Joguei a blusa no chão com força, a mancha vermelha ainda estava grudada no tecido verde-claro. A água espalhou o que antes eu estava lutando para exterminar do tecido fino. Chutei a blusa para o canto do banheiro, sentindo meu estômago embrulhar com a visão da água avermelhada escorrendo dela. Parece que fui banhada pelo sangue do garoto, parece que a cada esfregada mais sangue surgia.

━Otis, não demore tanto.

Murmurei para a parede fria que tinha várias gotículas em sua lajota. Meus olhos se fixaram em um pequeno mosquito, enquanto minha mente fugia para tempos atrás, quando a minha única preocupação era não chegar atrasada no meu trabalho e fazer uma consulta ótima para todos os animais que eram colocados em minha ficha.

Após o banho, vesti uma camiseta e calças limpas e respirei fundo novamente, tentando reunir coragem. O cheiro do sabonete se espalhou pelo pequeno quarto rapidamente; o silêncio acompanhava o cheiro, beirando todos os móveis espalhados pelo cômodo.

Me joguei em minha cama, sentindo minhas costas relaxarem e meus músculos doerem. Apertei meus dedos no lençol fofo do colchão, minhas costas se adequando à forma certa e minha cabeça parecendo viajar a cada instante.

━Bella?

Abri os olhos em um salto, meu coração batendo fortemente dentro do peito como se fosse um prisioneiro tentando fugir de sua cela, minhas mãos apertando minha camisa como se buscassem conforto.

━Bella, sou eu.

Beth se sentou ao meu lado e tocou meus cabelos relativamente longos. Fechei os olhos e respirei aliviada, tentando fazer meu coração voltar ao ritmo normal. Senti os dedos macios de Beth tocarem meu rosto com carinho, me deixando mais calma em relação a tudo.

━O que aconteceu?
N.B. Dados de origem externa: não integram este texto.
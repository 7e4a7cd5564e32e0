//! Milestone dates and their pipe-delimited line format.
//!
//! A line looks like `2016|8|2|10|30|0`: year, month, day, hour, minute,
//! second. Fields are plain integers without padding.

use std::fmt;
use std::str::FromStr;

use chrono::{Datelike, NaiveDate, NaiveDateTime, Timelike};
use serde::{Deserialize, Serialize};

use crate::error::DateParseError;

/// Separator between the six fields of a date line.
pub const FIELD_DELIMITER: char = '|';

const FIELD_NAMES: [&str; 6] = ["year", "month", "day", "hour", "minute", "second"];

/// Reference timestamp that elapsed time and goals are measured from.
///
/// Interpreted in local wall-clock time.
#[derive(Debug, Clone, Copy, PartialEq, Eq, PartialOrd, Ord, Hash, Serialize, Deserialize)]
#[serde(transparent)]
pub struct MilestoneDate(NaiveDateTime);

impl MilestoneDate {
    pub fn new(at: NaiveDateTime) -> Self {
        Self(at)
    }

    /// Build from calendar fields, rejecting impossible dates and times.
    pub fn from_fields(
        year: i64,
        month: i64,
        day: i64,
        hour: i64,
        minute: i64,
        second: i64,
    ) -> Result<Self, DateParseError> {
        let invalid = || DateParseError::InvalidCalendar {
            year,
            month,
            day,
            hour,
            minute,
            second,
        };

        let date = match (i32::try_from(year), u32::try_from(month), u32::try_from(day)) {
            (Ok(y), Ok(m), Ok(d)) => NaiveDate::from_ymd_opt(y, m, d),
            _ => None,
        }
        .ok_or_else(invalid)?;

        let at = match (u32::try_from(hour), u32::try_from(minute), u32::try_from(second)) {
            (Ok(h), Ok(mi), Ok(s)) => date.and_hms_opt(h, mi, s),
            _ => None,
        }
        .ok_or_else(invalid)?;

        Ok(Self(at))
    }

    /// Parse a `year|month|day|hour|minute|second` line.
    pub fn parse_line(line: &str) -> Result<Self, DateParseError> {
        let fields: Vec<&str> = line.split(FIELD_DELIMITER).collect();
        if fields.len() != FIELD_NAMES.len() {
            return Err(DateParseError::FieldCount {
                found: fields.len(),
            });
        }

        let mut values = [0i64; 6];
        for (slot, (raw, name)) in values.iter_mut().zip(fields.iter().zip(FIELD_NAMES)) {
            let trimmed = raw.trim();
            *slot = trimmed
                .parse::<i64>()
                .map_err(|_| DateParseError::InvalidField {
                    field: name,
                    value: trimmed.to_string(),
                })?;
        }

        let [year, month, day, hour, minute, second] = values;
        Self::from_fields(year, month, day, hour, minute, second)
    }

    /// Format back into the store's line format.
    pub fn to_line(&self) -> String {
        let d = FIELD_DELIMITER;
        format!(
            "{}{d}{}{d}{}{d}{}{d}{}{d}{}",
            self.0.year(),
            self.0.month(),
            self.0.day(),
            self.0.hour(),
            self.0.minute(),
            self.0.second(),
        )
    }

    pub fn as_naive(&self) -> NaiveDateTime {
        self.0
    }
}

impl FromStr for MilestoneDate {
    type Err = DateParseError;

    fn from_str(s: &str) -> Result<Self, Self::Err> {
        Self::parse_line(s)
    }
}

impl fmt::Display for MilestoneDate {
    fn fmt(&self, f: &mut fmt::Formatter<'_>) -> fmt::Result {
        write!(f, "{}", self.0.format("%Y-%m-%d %H:%M:%S"))
    }
}

impl From<NaiveDateTime> for MilestoneDate {
    fn from(at: NaiveDateTime) -> Self {
        Self(at)
    }
}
Carl piorou? ━ abri os olhos e perguntei com pressa, fitando os azuis de Beth, buscando confirmação ou negação. A garota negou fracamente, os fios loiros caindo ligeiramente em frente ao seu rosto, um sorriso curto se formando nos cantos de seus lábios.

━Chegaram dois garotos do grupo do Rick. ━ deu uma pausa e suspirou. ━ Um deles está com o braço ferido, parece que está no início de uma infecção.

Levantei-me com pressa, minhas pernas quase não aguentaram o peso repentino sob elas, meu corpo girou como um carrossel em alta velocidade.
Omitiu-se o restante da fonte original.